(Extracted material)

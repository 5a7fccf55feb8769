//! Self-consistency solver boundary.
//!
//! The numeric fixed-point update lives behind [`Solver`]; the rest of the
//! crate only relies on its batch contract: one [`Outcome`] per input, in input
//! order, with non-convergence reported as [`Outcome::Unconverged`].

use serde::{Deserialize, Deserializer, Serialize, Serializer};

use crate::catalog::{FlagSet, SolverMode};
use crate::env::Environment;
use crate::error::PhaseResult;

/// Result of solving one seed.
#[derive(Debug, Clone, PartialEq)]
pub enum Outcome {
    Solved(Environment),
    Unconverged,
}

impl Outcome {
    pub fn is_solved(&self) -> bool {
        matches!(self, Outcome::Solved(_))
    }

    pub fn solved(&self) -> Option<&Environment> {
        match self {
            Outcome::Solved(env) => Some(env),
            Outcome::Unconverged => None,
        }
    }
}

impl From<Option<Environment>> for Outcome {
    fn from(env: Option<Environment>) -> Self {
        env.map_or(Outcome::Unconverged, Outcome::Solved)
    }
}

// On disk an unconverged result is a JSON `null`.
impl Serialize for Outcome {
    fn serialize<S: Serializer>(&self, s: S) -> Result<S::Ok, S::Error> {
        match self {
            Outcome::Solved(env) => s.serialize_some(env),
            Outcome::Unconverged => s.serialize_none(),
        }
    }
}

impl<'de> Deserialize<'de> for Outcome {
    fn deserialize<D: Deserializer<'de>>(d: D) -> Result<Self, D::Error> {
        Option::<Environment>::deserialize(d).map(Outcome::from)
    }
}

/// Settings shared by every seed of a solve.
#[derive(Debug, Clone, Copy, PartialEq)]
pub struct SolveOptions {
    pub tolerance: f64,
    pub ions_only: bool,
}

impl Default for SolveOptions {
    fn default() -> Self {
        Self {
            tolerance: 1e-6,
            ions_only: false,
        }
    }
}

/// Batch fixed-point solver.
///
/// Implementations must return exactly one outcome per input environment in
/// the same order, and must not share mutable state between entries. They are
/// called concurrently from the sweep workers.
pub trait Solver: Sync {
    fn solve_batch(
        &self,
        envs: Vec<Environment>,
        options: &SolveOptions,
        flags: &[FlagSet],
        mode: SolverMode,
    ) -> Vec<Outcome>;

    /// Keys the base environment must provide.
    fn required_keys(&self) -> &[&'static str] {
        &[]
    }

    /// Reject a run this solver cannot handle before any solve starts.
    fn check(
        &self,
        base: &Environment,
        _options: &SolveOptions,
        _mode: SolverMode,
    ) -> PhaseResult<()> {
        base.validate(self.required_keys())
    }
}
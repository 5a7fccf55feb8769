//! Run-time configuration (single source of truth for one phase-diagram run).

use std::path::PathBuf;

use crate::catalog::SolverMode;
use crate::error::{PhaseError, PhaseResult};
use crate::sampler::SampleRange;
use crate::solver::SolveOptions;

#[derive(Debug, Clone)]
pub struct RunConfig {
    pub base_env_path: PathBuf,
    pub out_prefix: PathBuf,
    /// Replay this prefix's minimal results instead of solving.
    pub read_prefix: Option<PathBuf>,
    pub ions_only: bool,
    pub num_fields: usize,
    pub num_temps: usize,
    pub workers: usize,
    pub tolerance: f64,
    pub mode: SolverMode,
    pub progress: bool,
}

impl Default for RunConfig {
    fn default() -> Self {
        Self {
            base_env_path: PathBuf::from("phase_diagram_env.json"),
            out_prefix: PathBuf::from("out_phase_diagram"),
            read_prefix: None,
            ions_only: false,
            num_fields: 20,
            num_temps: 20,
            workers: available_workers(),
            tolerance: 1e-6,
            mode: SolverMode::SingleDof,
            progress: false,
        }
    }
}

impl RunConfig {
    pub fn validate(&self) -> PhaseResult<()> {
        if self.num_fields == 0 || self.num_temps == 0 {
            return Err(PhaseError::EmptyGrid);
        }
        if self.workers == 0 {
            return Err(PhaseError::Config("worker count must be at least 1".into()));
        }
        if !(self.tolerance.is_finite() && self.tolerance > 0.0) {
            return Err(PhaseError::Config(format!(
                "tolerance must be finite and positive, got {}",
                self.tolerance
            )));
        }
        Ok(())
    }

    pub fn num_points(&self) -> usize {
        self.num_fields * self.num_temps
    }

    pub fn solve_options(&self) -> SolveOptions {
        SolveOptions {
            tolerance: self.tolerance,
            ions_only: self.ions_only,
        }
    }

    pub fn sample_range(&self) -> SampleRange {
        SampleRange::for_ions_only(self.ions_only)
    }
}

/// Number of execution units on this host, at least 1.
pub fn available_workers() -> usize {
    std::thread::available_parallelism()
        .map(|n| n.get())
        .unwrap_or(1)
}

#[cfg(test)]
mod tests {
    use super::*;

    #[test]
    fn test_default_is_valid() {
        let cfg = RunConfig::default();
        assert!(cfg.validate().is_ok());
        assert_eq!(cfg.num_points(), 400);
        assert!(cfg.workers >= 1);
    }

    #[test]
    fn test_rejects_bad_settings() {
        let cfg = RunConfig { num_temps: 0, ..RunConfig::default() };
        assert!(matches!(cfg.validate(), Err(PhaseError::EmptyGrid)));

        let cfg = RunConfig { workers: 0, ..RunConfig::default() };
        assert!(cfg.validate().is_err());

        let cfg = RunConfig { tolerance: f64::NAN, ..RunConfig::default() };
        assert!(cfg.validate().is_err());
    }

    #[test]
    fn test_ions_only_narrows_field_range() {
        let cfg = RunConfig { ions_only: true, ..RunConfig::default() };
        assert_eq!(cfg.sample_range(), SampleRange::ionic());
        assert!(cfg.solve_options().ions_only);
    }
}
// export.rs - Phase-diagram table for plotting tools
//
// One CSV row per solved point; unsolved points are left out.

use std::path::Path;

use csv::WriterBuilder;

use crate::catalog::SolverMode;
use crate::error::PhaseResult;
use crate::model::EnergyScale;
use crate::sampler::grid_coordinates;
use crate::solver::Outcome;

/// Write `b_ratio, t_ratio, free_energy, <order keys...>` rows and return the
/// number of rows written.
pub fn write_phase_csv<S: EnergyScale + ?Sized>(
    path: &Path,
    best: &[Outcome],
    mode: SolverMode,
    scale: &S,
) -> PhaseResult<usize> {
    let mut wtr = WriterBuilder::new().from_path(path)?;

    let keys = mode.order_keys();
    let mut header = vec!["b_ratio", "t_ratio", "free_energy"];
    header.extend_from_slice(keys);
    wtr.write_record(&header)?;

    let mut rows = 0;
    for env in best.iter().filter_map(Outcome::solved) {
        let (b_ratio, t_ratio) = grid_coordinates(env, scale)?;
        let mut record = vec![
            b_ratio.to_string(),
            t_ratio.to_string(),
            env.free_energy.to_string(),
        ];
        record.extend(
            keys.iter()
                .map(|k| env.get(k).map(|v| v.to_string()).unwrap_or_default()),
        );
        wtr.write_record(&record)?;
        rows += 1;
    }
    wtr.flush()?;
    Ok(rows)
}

(End Extracted material)

Reproduce word for word only the first line of the listing above and each line after it through the line with "pub enum Outcome".

▶ **Solution**
repository 5a7fccf55feb8769
//! Self-consistency solver boundary.
//!
//! The numeric fixed-point update lives behind [`Solver`]; the rest of the
//! crate only relies on its batch contract: one [`Outcome`] per input, in input
//! order, with non-convergence reported as [`Outcome::Unconverged`].

use serde::{Deserialize, Deserializer, Serialize, Serializer};

use crate::catalog::{FlagSet, SolverMode};
use crate::env::Environment;
use crate::error::PhaseResult;

/// Result of solving one seed.
#[derive(Debug, Clone, PartialEq)]
pub enum Outcome {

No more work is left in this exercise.